Autologous recellularization of decellularized scaffolds is a promising challenge in the field of tissue‐engineered vascular graft and could be boosted by endothelial progenitor cells (EPCs). The purpose of this study was to examine the effects of granulocyte‐colony stimulating factor (G‐CSF) treatment on this process. Heparin immobilized decellularized grafts were fabricated and implanted into 48 rats, of which 25 rats received G‐CSF (50 ug/kg/day) for 14 days after operation (G‐CSF group) and other 23 received saline serving as control.
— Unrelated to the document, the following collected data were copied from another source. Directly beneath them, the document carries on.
use std::sync::{Arc, Mutex};

use axum::response::Response;
use serde_json::Value;

use crate::config::IntakeMode;
use crate::workflows::recovery::checkin::CheckinEngine;
use crate::workflows::recovery::domain::{
    AssessmentId, AssessmentSnapshot, AssessmentSubmission, ClinicianOverride, FormKind,
    FunctionalScore, PatientId, NO_NEGATIVE_BELIEFS_SENTINEL,
};
use crate::workflows::recovery::repository::{
    AlertError, AlertPublisher, AssessmentRecord, CareTeamAlert, CheckinRecord,
    InMemoryRecoveryRepository, RecoveryRepository, RepositoryError,
};
use crate::workflows::recovery::scoring::ScoreEngine;
use crate::workflows::recovery::service::RecoveryService;

pub(super) fn patient() -> PatientId {
    PatientId("pt-0042".to_string())
}

pub(super) fn functional(scores: &[u8]) -> Vec<FunctionalScore> {
    scores
        .iter()
        .enumerate()
        .map(|(index, score)| FunctionalScore {
            activity: format!("activity-{index}"),
            score: *score,
        })
        .collect()
}

/// Strong first visit: pain 2, disability 15%, function mean 7.5,
/// confidence 9, no negative beliefs.
pub(super) fn strong_baseline_snapshot() -> AssessmentSnapshot {
    AssessmentSnapshot {
        pain: 2,
        disability_percentage: 15.0,
        functional_scores: functional(&[7, 8]),
        confidence: 9,
        negative_beliefs: Vec::new(),
        global_rating_of_change: None,
        form_kind: FormKind::Baseline,
    }
}

/// Struggling first visit used as the prior for follow-up delta checks.
pub(super) fn struggling_baseline_snapshot() -> AssessmentSnapshot {
    AssessmentSnapshot {
        pain: 8,
        disability_percentage: 40.0,
        functional_scores: functional(&[3, 3]),
        confidence: 4,
        negative_beliefs: vec![
            "I worry exercise will damage my back".to_string(),
            "Rest is the only thing that helps".to_string(),
        ],
        global_rating_of_change: None,
        form_kind: FormKind::Baseline,
    }
}

/// Recovered follow-up paired with `struggling_baseline_snapshot`.
pub(super) fn recovered_follow_up_snapshot() -> AssessmentSnapshot {
    AssessmentSnapshot {
        pain: 5,
        disability_percentage: 25.0,
        functional_scores: functional(&[8, 8]),
        confidence: 8,
        negative_beliefs: vec![NO_NEGATIVE_BELIEFS_SENTINEL.to_string()],
        global_rating_of_change: Some(6),
        form_kind: FormKind::FollowUp,
    }
}

pub(super) fn baseline_submission() -> AssessmentSubmission {
    let snapshot = strong_baseline_snapshot();
    AssessmentSubmission {
        patient_id: patient(),
        form_kind: FormKind::Baseline,
        pain: Some(snapshot.pain),
        disability_percentage: Some(snapshot.disability_percentage),
        functional_scores: snapshot.functional_scores,
        confidence: Some(snapshot.confidence),
        negative_beliefs: snapshot.negative_beliefs,
        global_rating_of_change: None,
        prior_assessment_id: None,
    }
}

pub(super) fn struggling_baseline_submission() -> AssessmentSubmission {
    let snapshot = struggling_baseline_snapshot();
    AssessmentSubmission {
        patient_id: patient(),
        form_kind: FormKind::Baseline,
        pain: Some(snapshot.pain),
        disability_percentage: Some(snapshot.disability_percentage),
        functional_scores: snapshot.functional_scores,
        confidence: Some(snapshot.confidence),
        negative_beliefs: snapshot.negative_beliefs,
        global_rating_of_change: None,
        prior_assessment_id: None,
    }
}

pub(super) fn follow_up_submission(prior: AssessmentId) -> AssessmentSubmission {
    let snapshot = recovered_follow_up_snapshot();
    AssessmentSubmission {
        patient_id: patient(),
        form_kind: FormKind::FollowUp,
        pain: Some(snapshot.pain),
        disability_percentage: Some(snapshot.disability_percentage),
        functional_scores: snapshot.functional_scores,
        confidence: Some(snapshot.confidence),
        negative_beliefs: snapshot.negative_beliefs,
        global_rating_of_change: snapshot.global_rating_of_change,
        prior_assessment_id: Some(prior),
    }
}

pub(super) fn score_engine() -> ScoreEngine {
    ScoreEngine::new().expect("standard rule tables are consistent")
}

pub(super) fn checkin_engine() -> CheckinEngine {
    CheckinEngine::default()
}

pub(super) fn no_overrides() -> ClinicianOverride {
    ClinicianOverride::default()
}

pub(super) fn full_overrides() -> ClinicianOverride {
    ClinicianOverride {
        milestone_met: true,
        objective_progress_verified: true,
    }
}

/// Alert hook capturing everything it is asked to publish.
#[derive(Default)]
pub(super) struct MemoryAlerts {
    events: Mutex<Vec<CareTeamAlert>>,
}

impl MemoryAlerts {
    pub(super) fn events(&self) -> Vec<CareTeamAlert> {
        self.events.lock().expect("alert mutex poisoned").clone()
    }
}

impl AlertPublisher for MemoryAlerts {
    fn publish(&self, alert: CareTeamAlert) -> Result<(), AlertError> {
        self.events.lock().expect("alert mutex poisoned").push(alert);
        Ok(())
    }
}

/// Alert hook whose transport is always down.
pub(super) struct FailingAlerts;

impl AlertPublisher for FailingAlerts {
    fn publish(&self, _alert: CareTeamAlert) -> Result<(), AlertError> {
        Err(AlertError::Transport("message bus offline".to_string()))
    }
}

/// Repository stub that always reports the backing store as unavailable.
pub(super) struct UnavailableRepository;

impl RecoveryRepository for UnavailableRepository {
    fn insert_assessment(
        &self,
        _record: AssessmentRecord,
    ) -> Result<AssessmentRecord, RepositoryError> {
        Err(RepositoryError::Unavailable("database offline".to_string()))
    }

    fn fetch_assessment(
        &self,
        _id: &AssessmentId,
    ) -> Result<Option<AssessmentRecord>, RepositoryError> {
        Err(RepositoryError::Unavailable("database offline".to_string()))
    }

    fn record_override(
        &self,
        _id: &AssessmentId,
        _overrides: ClinicianOverride,
    ) -> Result<(), RepositoryError> {
        Err(RepositoryError::Unavailable("database offline".to_string()))
    }

    fn append_checkin(&self, _record: CheckinRecord) -> Result<(), RepositoryError> {
        Err(RepositoryError::Unavailable("database offline".to_string()))
    }

    fn checkin_history(
        &self,
        _patient_id: &PatientId,
        _limit: usize,
    ) -> Result<Vec<CheckinRecord>, RepositoryError> {
        Err(RepositoryError::Unavailable("database offline".to_string()))
    }
}

pub(super) type MemoryService = RecoveryService<InMemoryRecoveryRepository, MemoryAlerts>;

pub(super) fn build_service() -> (
    MemoryService,
    Arc<InMemoryRecoveryRepository>,
    Arc<MemoryAlerts>,
) {
    build_service_with_mode(IntakeMode::Strict)
}

pub(super) fn build_service_with_mode(
    mode: IntakeMode,
) -> (
    MemoryService,
    Arc<InMemoryRecoveryRepository>,
    Arc<MemoryAlerts>,
) {
    let repository = Arc::new(InMemoryRecoveryRepository::default());
    let alerts = Arc::new(MemoryAlerts::default());
    let service = RecoveryService::new(repository.clone(), alerts.clone(), mode)
        .expect("standard rule tables are consistent");
    (service, repository, alerts)
}

pub(super) async fn read_json_body(response: Response) -> Value {
    let body = axum::body::to_bytes(response.into_body(), 64 * 1024)
        .await
        .expect("read body");
    serde_json::from_slice(&body).expect("json payload")
}
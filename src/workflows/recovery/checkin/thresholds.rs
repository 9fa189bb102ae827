use serde::Serialize;

/// Upper bound of the raw check-in sliders.
pub const SLIDER_MAX: u8 = 10;
/// Upper bound of the pain ordinal scale.
pub const PAIN_BUCKET_MAX: u8 = 6;
/// Upper bound of the stress ordinal scale.
pub const STRESS_BUCKET_MAX: u8 = 3;

/// Bucket a 0-10 pain slider onto the 0-6 ordinal scale.
///
/// Linear proportional bucketing with floor semantics: the 11 slider values
/// split into 7 equal-width buckets, never rounded to nearest.
pub fn pain_bucket(raw: u8) -> u8 {
    let clamped = u16::from(raw.min(SLIDER_MAX));
    (clamped * u16::from(PAIN_BUCKET_MAX + 1) / u16::from(SLIDER_MAX + 1)) as u8
}

/// Bucket a 0-10 stress slider onto the 0-3 ordinal scale, floor semantics.
pub fn stress_bucket(raw: u8) -> u8 {
    let clamped = u16::from(raw.min(SLIDER_MAX));
    (clamped * u16::from(STRESS_BUCKET_MAX + 1) / u16::from(SLIDER_MAX + 1)) as u8
}

/// Per-dimension severity read off the ordinal buckets.
#[derive(Debug, Clone, Copy, PartialEq, Eq, PartialOrd, Ord, Serialize)]
#[serde(rename_all = "snake_case")]
pub enum Severity {
    Low,
    Mild,
    Moderate,
    High,
}

/// Bucket boundaries for the tier decision.
///
/// Configuration data, not hard business fact; any replacement must keep the
/// tier monotonic in pain and stress.
#[derive(Debug, Clone, Copy, PartialEq, Eq, Serialize)]
pub struct TierThresholds {
    /// On the 0-6 pain ordinal scale.
    pub pain_mild: u8,
    pub pain_moderate: u8,
    pub pain_high: u8,
    /// On the 0-3 stress ordinal scale.
    pub stress_mild: u8,
    pub stress_moderate: u8,
    pub stress_high: u8,
}

impl Default for TierThresholds {
    fn default() -> Self {
        Self {
            pain_mild: 2,
            pain_moderate: 3,
            pain_high: 5,
            stress_mild: 1,
            stress_moderate: 2,
            stress_high: 3,
        }
    }
}

impl TierThresholds {
    pub fn pain_severity(&self, bucket: u8) -> Severity {
        severity(bucket, self.pain_mild, self.pain_moderate, self.pain_high)
    }

    pub fn stress_severity(&self, bucket: u8) -> Severity {
        severity(
            bucket,
            self.stress_mild,
            self.stress_moderate,
            self.stress_high,
        )
    }
}

fn severity(bucket: u8, mild: u8, moderate: u8, high: u8) -> Severity {
    if bucket >= high {
        Severity::High
    } else if bucket >= moderate {
        Severity::Moderate
    } else if bucket >= mild {
        Severity::Mild
    } else {
        Severity::Low
    }
}
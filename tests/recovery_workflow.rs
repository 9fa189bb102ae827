use std::sync::{Arc, Mutex};

use axum::body::Body;
use axum::http::{header, Request, StatusCode};
use serde_json::{json, Value};
use tower::ServiceExt;

use physio_srs::config::IntakeMode;
use physio_srs::workflows::recovery::{
    recovery_router, AlertError, AlertPublisher, CareTeamAlert, InMemoryRecoveryRepository,
    RecoveryService,
};

#[derive(Default)]
struct CapturingAlerts {
    events: Mutex<Vec<CareTeamAlert>>,
}

impl CapturingAlerts {
    fn events(&self) -> Vec<CareTeamAlert> {
        self.events.lock().expect("alert mutex poisoned").clone()
    }
}

impl AlertPublisher for CapturingAlerts {
    fn publish(&self, alert: CareTeamAlert) -> Result<(), AlertError> {
        self.events.lock().expect("alert mutex poisoned").push(alert);
        Ok(())
    }
}

fn build_app() -> (axum::Router, Arc<CapturingAlerts>) {
    let repository = Arc::new(InMemoryRecoveryRepository::default());
    let alerts = Arc::new(CapturingAlerts::default());
    let service = RecoveryService::new(repository, alerts.clone(), IntakeMode::Strict)
        .expect("standard rule tables are consistent");
    (recovery_router(Arc::new(service)), alerts)
}

fn json_request(method: &str, uri: &str, payload: &Value) -> Request<Body> {
    Request::builder()
        .method(method)
        .uri(uri)
        .header(header::CONTENT_TYPE, "application/json")
        .body(Body::from(serde_json::to_vec(payload).unwrap()))
        .unwrap()
}

async fn read_json_body(response: axum::response::Response) -> Value {
    let body = axum::body::to_bytes(response.into_body(), 64 * 1024)
        .await
        .expect("read body");
    serde_json::from_slice(&body).expect("json payload")
}

fn baseline_payload() -> Value {
    json!({
        "patient_id": "pt-0042",
        "form_kind": "baseline",
        "pain": 8,
        "disability_percentage": 40.0,
        "functional_scores": [
            { "activity": "carry groceries", "score": 3 },
            { "activity": "walk the dog", "score": 3 }
        ],
        "confidence": 4,
        "negative_beliefs": [
            "I worry exercise will damage my back",
            "Rest is the only thing that helps"
        ]
    })
}

fn follow_up_payload(prior_assessment_id: &str) -> Value {
    json!({
        "patient_id": "pt-0042",
        "form_kind": "follow_up",
        "pain": 5,
        "disability_percentage": 25.0,
        "functional_scores": [
            { "activity": "carry groceries", "score": 8 },
            { "activity": "walk the dog", "score": 8 }
        ],
        "confidence": 8,
        "negative_beliefs": ["None of these apply"],
        "global_rating_of_change": 6,
        "prior_assessment_id": prior_assessment_id
    })
}

async fn submit(app: &axum::Router, payload: &Value) -> String {
    let response = app
        .clone()
        .oneshot(json_request("POST", "/api/v1/recovery/assessments", payload))
        .await
        .expect("submit executes");
    assert_eq!(response.status(), StatusCode::ACCEPTED);
    read_json_body(response)
        .await
        .get("assessment_id")
        .and_then(Value::as_str)
        .expect("assessment id in receipt")
        .to_string()
}

#[tokio::test]
async fn baseline_to_follow_up_scoring_journey() {
    let (app, _) = build_app();

    let baseline_id = submit(&app, &baseline_payload()).await;

    let response = app
        .clone()
        .oneshot(
            Request::builder()
                .method("GET")
                .uri(format!("/api/v1/recovery/assessments/{baseline_id}/score"))
                .body(Body::empty())
                .unwrap(),
        )
        .await
        .expect("score executes");
    assert_eq!(response.status(), StatusCode::OK);
    let baseline_score = read_json_body(response).await;
    // Pain 8, disability 40%, function mean 3, confidence 4, two negative
    // beliefs and no sign-offs: nothing scores.
    assert_eq!(baseline_score.get("total").and_then(Value::as_u64), Some(0));
    assert_eq!(baseline_score.get("max").and_then(Value::as_u64), Some(9));
    assert_eq!(baseline_score.get("phase"), Some(&Value::from("reset")));

    let follow_up_id = submit(&app, &follow_up_payload(&baseline_id)).await;

    let response = app
        .clone()
        .oneshot(
            Request::builder()
                .method("GET")
                .uri(format!("/api/v1/recovery/assessments/{follow_up_id}/score"))
                .body(Body::empty())
                .unwrap(),
        )
        .await
        .expect("score executes");
    assert_eq!(response.status(), StatusCode::OK);
    let follow_up_score = read_json_body(response).await;
    assert_eq!(follow_up_score.get("total").and_then(Value::as_u64), Some(8));
    assert_eq!(follow_up_score.get("max").and_then(Value::as_u64), Some(11));
    assert_eq!(follow_up_score.get("phase"), Some(&Value::from("rebuild")));
    assert_eq!(
        follow_up_score
            .get("breakdown")
            .and_then(Value::as_array)
            .map(Vec::len),
        Some(8)
    );
}

#[tokio::test]
async fn follow_up_submission_with_unknown_prior_is_not_found() {
    let (app, _) = build_app();

    let response = app
        .oneshot(json_request(
            "POST",
            "/api/v1/recovery/assessments",
            &follow_up_payload("asmt-does-not-exist"),
        ))
        .await
        .expect("submit executes");

    assert_eq!(response.status(), StatusCode::NOT_FOUND);
}

#[tokio::test]
async fn strict_intake_rejects_partial_forms_over_http() {
    let (app, _) = build_app();
    let mut payload = baseline_payload();
    payload
        .as_object_mut()
        .expect("payload is an object")
        .remove("pain");

    let response = app
        .oneshot(json_request("POST", "/api/v1/recovery/assessments", &payload))
        .await
        .expect("submit executes");

    assert_eq!(response.status(), StatusCode::UNPROCESSABLE_ENTITY);
    let body = read_json_body(response).await;
    assert!(body
        .get("error")
        .and_then(Value::as_str)
        .unwrap_or_default()
        .contains("pain"));
}

#[tokio::test]
async fn escalating_checkin_notifies_the_care_team() {
    let (app, alerts) = build_app();
    let payload = json!({
        "patient_id": "pt-0042",
        "pain": 9,
        "stress": 9,
        "mood": "distressed",
    });

    let response = app
        .oneshot(json_request("POST", "/api/v1/recovery/checkins", &payload))
        .await
        .expect("check-in executes");

    assert_eq!(response.status(), StatusCode::OK);
    let body = read_json_body(response).await;
    assert_eq!(body.get("tier").and_then(Value::as_u64), Some(4));
    assert_eq!(body.get("escalate"), Some(&Value::from(true)));

    let events = alerts.events();
    assert_eq!(events.len(), 1);
    assert_eq!(events[0].template, "checkin_escalation");
    assert_eq!(events[0].patient_id.0, "pt-0042");
}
Five animals of each group were euthanized at 2 weeks for analysis of early graft endothelialization; whereas the rest were investigated by Doppler ultrasound to monitor the graft patency rate up to 6 months. After 14 days of G‐CSF administration, the number of CD   34 + /CD   133 +progenitor cells was increased by 16.2 folds, and endothelial cell‐specific immunostaining revealed an enhancement of early endothelialization in G‐CSF group. After 6 months of implantation, the G‐CSF treated grafts exhibited a significantly smaller hyperplastic neointima area compared with the controls, not only at midportion (0.38 ± 0.02 vs. 0.47 ± 0.07 mm 2 , p < 0.0001), but also at distal anastomosis (0.42 ± 0.04 vs. 0.70 ± 0.13 mm 2 , p < 0.0001). Moreover, G‐CSF treated grafts had a higher patency rate compared with the control animals (19/20 vs. 12/18, p = 0.005). In conclusion, G‐CSF‐induced mobilization of circulating EPCs regenerated endothelium and inhibited neointimal hyperplasia of small‐diameter heparinized decellularized vascular graft. This cytokine therapy may be a feasible strategy for the improvement of patency rate of the novel allogeneic graft. © 2010 Wiley Periodicals, Inc. J Biomed Mater Res Part A, 2010.